The records sit below this line. Repeat all of them exactly.

..........

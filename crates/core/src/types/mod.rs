//! Core types for Bookpedia.
//!
//! This module provides type-safe wrappers for the storefront domain.

pub mod cart;
pub mod catalog;
pub mod email;
pub mod identity;
pub mod key;
pub mod price;

pub use cart::{CartItem, CartItemError, UNKNOWN_AUTHOR};
pub use catalog::{CatalogRecord, Listing};
pub use email::{Email, EmailError};
pub use identity::IdentitySnapshot;
pub use key::BookKey;
pub use price::{Price, PriceError};
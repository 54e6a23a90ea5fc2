//! Terminal implementations of the cart session collaborators, and the
//! printing shared by commands.

use std::cell::Cell;
use std::io::{self, BufRead, Write};

use bookpedia_core::{CartItem, Listing, Price, UNKNOWN_AUTHOR};
use bookpedia_storefront::session::{
    CartObserver, CartView, CheckoutSummary, Notice, NoticeError, Prompter, lines,
};

/// Prompts on stdin and prints notices to stdout.
#[derive(Debug, Clone, Copy)]
pub struct ConsolePrompter {
    assume_yes: bool,
}

impl ConsolePrompter {
    pub const fn new(assume_yes: bool) -> Self {
        Self { assume_yes }
    }
}

impl Prompter for ConsolePrompter {
    fn confirm_checkout(&self, summary: &CheckoutSummary) -> bool {
        if self.assume_yes {
            return true;
        }
        let question = format!(
            "Buy {} book(s) for {}? [y/N] ",
            summary.item_count, summary.total
        );
        match prompt(&question) {
            Ok(answer) => matches!(answer.trim().to_ascii_lowercase().as_str(), "y" | "yes"),
            Err(e) => {
                tracing::warn!(error = %e, "could not read confirmation, cancelling");
                false
            }
        }
    }

    fn notify(&self, notice: &Notice) -> Result<(), NoticeError> {
        writeln!(io::stdout().lock(), "{notice}").map_err(|e| NoticeError(e.to_string()))
    }
}

/// Prints the cart whenever it changes.
///
/// Built with [`ConsoleRenderer::after_change`], the render that comes with
/// subscribing is skipped so only the result of the command is printed.
#[derive(Debug)]
pub struct ConsoleRenderer {
    skip_next: Cell<bool>,
}

impl ConsoleRenderer {
    /// Print on subscribe and on every change.
    pub const fn immediate() -> Self {
        Self {
            skip_next: Cell::new(false),
        }
    }

    /// Print on every change, but not on subscribe.
    pub const fn after_change() -> Self {
        Self {
            skip_next: Cell::new(true),
        }
    }
}

impl CartObserver for ConsoleRenderer {
    fn cart_changed(&self, view: &CartView) {
        if self.skip_next.replace(false) {
            return;
        }
        print_cart(view);
    }
}

/// Print a prompt and read one line from stdin.
pub fn prompt(question: &str) -> io::Result<String> {
    let mut stdout = io::stdout().lock();
    write!(stdout, "{question}")?;
    stdout.flush()?;

    let mut line = String::new();
    io::stdin().lock().read_line(&mut line)?;
    Ok(line.trim_end_matches(['\r', '\n']).to_string())
}

pub fn print_cart(view: &CartView) {
    if view.is_empty() {
        println!("Your cart is empty.");
        return;
    }

    println!("Cart ({} item(s))", view.item_count);
    for line in &view.lines {
        println!(
            "  {:>2}. {} by {}  {}",
            line.index + 1,
            line.title,
            line.author,
            line.price
        );
    }
    println!("  Total: ${}", view.total);
    if view.buy_enabled {
        println!("  Run `bookpedia checkout` to buy.");
    } else {
        println!("  Log in to check out.");
    }
}

pub fn print_history(items: &[CartItem]) {
    if items.is_empty() {
        println!("No purchases yet.");
        return;
    }

    println!("Purchased books");
    for line in lines(items) {
        println!("  {} by {}  {}", line.title, line.author, line.price);
    }
    let spent: Price = items.iter().map(|item| item.price).sum();
    println!("  Total spent: {spent}");
}

/// Print listings numbered from `first`.
pub fn print_listings(first: usize, listings: &[Listing]) {
    for (offset, listing) in listings.iter().enumerate() {
        let record = &listing.record;
        println!(
            "  {:>2}. {} by {}  {}",
            first + offset,
            record.title,
            record.primary_author().unwrap_or(UNKNOWN_AUTHOR),
            listing.price
        );
    }
}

..........

#### Response:
filename crates/core/src/types/mod.rs
//! Core types for Bookpedia.
//!
//! This module provides type-safe wrappers for the storefront domain.

pub mod cart;
pub mod catalog;
pub mod email;
pub mod identity;
pub mod key;
pub mod price;

pub use cart::{CartItem, CartItemError, UNKNOWN_AUTHOR};
pub use catalog::{CatalogRecord, Listing};
pub use email::{Email, EmailError};
pub use identity::IdentitySnapshot;
pub use key::BookKey;
pub use price::{Price, PriceError};
repository 54e6a23a90ea5fc2
//! Terminal implementations of the cart session collaborators, and the
//! printing shared by commands.

use std::cell::Cell;
use std::io::{self, BufRead, Write};

use bookpedia_core::{CartItem, Listing, Price, UNKNOWN_AUTHOR};
use bookpedia_storefront::session::{
    CartObserver, CartView, CheckoutSummary, Notice, NoticeError, Prompter, lines,
};

/// Prompts on stdin and prints notices to stdout.
#[derive(Debug, Clone, Copy)]
pub struct ConsolePrompter {
    assume_yes: bool,
}

impl ConsolePrompter {
    pub const fn new(assume_yes: bool) -> Self {
        Self { assume_yes }
    }
}

impl Prompter for ConsolePrompter {
    fn confirm_checkout(&self, summary: &CheckoutSummary) -> bool {
        if self.assume_yes {
            return true;
        }
        let question = format!(
            "Buy {} book(s) for {}? [y/N] ",
            summary.item_count, summary.total
        );
        match prompt(&question) {
            Ok(answer) => matches!(answer.trim().to_ascii_lowercase().as_str(), "y" | "yes"),
            Err(e) => {
                tracing::warn!(error = %e, "could not read confirmation, cancelling");
                false
            }
        }
    }

    fn notify(&self, notice: &Notice) -> Result<(), NoticeError> {
        writeln!(io::stdout().lock(), "{notice}").map_err(|e| NoticeError(e.to_string()))
    }
}

/// Prints the cart whenever it changes.
///
/// Built with [`ConsoleRenderer::after_change`], the render that comes with
/// subscribing is skipped so only the result of the command is printed.
#[derive(Debug)]
pub struct ConsoleRenderer {
    skip_next: Cell<bool>,
}

impl ConsoleRenderer {
    /// Print on subscribe and on every change.
    pub const fn immediate() -> Self {
        Self {
            skip_next: Cell::new(false),
        }
    }

    /// Print on every change, but not on subscribe.
    pub const fn after_change() -> Self {
        Self {
            skip_next: Cell::new(true),
        }
    }
}

impl CartObserver for ConsoleRenderer {
    fn cart_changed(&self, view: &CartView) {
        if self.skip_next.replace(false) {
            return;
        }
        print_cart(view);
    }
}

/// Print a prompt and read one line from stdin.
pub fn prompt(question: &str) -> io::Result<String> {
    let mut stdout = io::stdout().lock();
    write!(stdout, "{question}")?;
    stdout.flush()?;

    let mut line = String::new();
    io::stdin().lock().read_line(&mut line)?;
    Ok(line.trim_end_matches(['\r', '\n']).to_string())
}

pub fn print_cart(view: &CartView) {
    if view.is_empty() {
        println!("Your cart is empty.");
        return;
    }

    println!("Cart ({} item(s))", view.item_count);
    for line in &view.lines {
        println!(
            "  {:>2}. {} by {}  {}",
            line.index + 1,
            line.title,
            line.author,
            line.price
        );
    }
    println!("  Total: ${}", view.total);
    if view.buy_enabled {
        println!("  Run `bookpedia checkout` to buy.");
    } else {
        println!("  Log in to check out.");
    }
}

pub fn print_history(items: &[CartItem]) {
    if items.is_empty() {
        println!("No purchases yet.");
        return;
    }

    println!("Purchased books");
    for line in lines(items) {
        println!("  {} by {}  {}", line.title, line.author, line.price);
    }
    let spent: Price = items.iter().map(|item| item.price).sum();
    println!("  Total spent: {spent}");
}

/// Print listings numbered from `first`.
pub fn print_listings(first: usize, listings: &[Listing]) {
    for (offset, listing) in listings.iter().enumerate() {
        let record = &listing.record;
        println!(
            "  {:>2}. {} by {}  {}",
            first + offset,
            record.title,
            record.primary_author().unwrap_or(UNKNOWN_AUTHOR),
            listing.price
        );
    }
}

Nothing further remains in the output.